Am Flughafen Tallinn holt Adrian mich ab. Mit einem Taxi fahren wir direkt zum neuen Haus eines ehemaligen Arbeitskollegen von Adrian. Er ist Banker und sein neues Haus ist ein typisches Bankerhaus (oder noch genauer gesagt: ein typisches Haus für einen unverheirateten Banker). Es ist groß und leer; an der Wand klebt ein großer Fernseher, davor ein großes Sofas; im Kühlschrank stehen ein paar Fertiggerichte und in der Garage steht ein zweiter Kühlschrank voller Bier. Es wird über Finanzprodukte gesprochen und ein wenig über Politik. Mein Gastgeber ist natürlich neoliberal und ärgert sich über alles Sozialdemokratische. Er ist zuvorkommend und hat interessante Ideen zu Startups und Investment. Nach zwei Bier gehen wir in die Sauna des Hauses; obwohl ich mich an Saunas nicht mehr gewöhnt bin, muss ich nicht als erster raus. Zur Abkühlung lege ich mich in die frische Schneeschicht im Garten. Der Banker trinkt mehr Bier, aber ich stelle auf Wasser um.

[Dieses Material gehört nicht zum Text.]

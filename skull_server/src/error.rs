use skull_core::{ActionError, ServerMessage};
use thiserror::Error;

/// 协议边界上的故障
///
/// 与游戏规则层面的预期拒绝 (`ActionError`) 分成两层：这一层处理
/// 的是连接状态本身的问题（不在房间里、房间码失效等）。两类错误
/// 最终都转换成 `Error` 通知，只发回给出错的那个连接，绝不影响
/// 其他房间的状态和连接。
#[derive(Debug, Error)]
pub enum ProtocolError {
    #[error("房间不存在")]
    RoomNotFound,
    #[error("你已经在一个房间里了")]
    AlreadyInRoom,
    #[error("请先加入或创建一个房间")]
    NotInRoom,
    #[error(transparent)]
    Rejected(#[from] ActionError),
}

impl ProtocolError {
    /// 稳定的机器可读错误码
    pub fn code(&self) -> &'static str {
        match self {
            ProtocolError::RoomNotFound => "ROOM_NOT_FOUND",
            ProtocolError::AlreadyInRoom => "ALREADY_IN_ROOM",
            ProtocolError::NotInRoom => "NOT_IN_ROOM",
            ProtocolError::Rejected(e) => e.code(),
        }
    }

    /// 转换成发给客户端的错误通知
    pub fn notification(&self) -> ServerMessage {
        ServerMessage::Error {
            code: self.code().to_string(),
            message: self.to_string(),
        }
    }
}

// --- 单元测试 ---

Später – ich ziehe immer noch mein Köfferchen nach, oder trage es meistens, da auch auf den Trottoirs Schnee liegt – gehen wir in eine Bar, wo ich einen guten, nordischen Hamburger esse. Gegen ein Uhr nachts spazieren wir dann durch die Altstadt zum Hotel, wobei Adrian und ich abwechselnd meinen Koffer tragen. In einer typisch estländischen Bar machen wir einen letzten Halt. Solche gibt es im Zentrum Tallinns sonst nicht mehr, wie überhaupt typische Bars und Kneipen und Beizen in den Zentren der Hauptstädte selten anzutreffen sind. Das Publikum dieser Bar rekrutiert sich aus den unteren Gesellschaftsschichten. Ein dicker Mann spielt Akkordeon und singt nostalgische Lieder; an der Bar sitzen viele Betrunkene, einer droht vom Sessel zu kippen. Für drei Euro trinken wir einen Whiskey.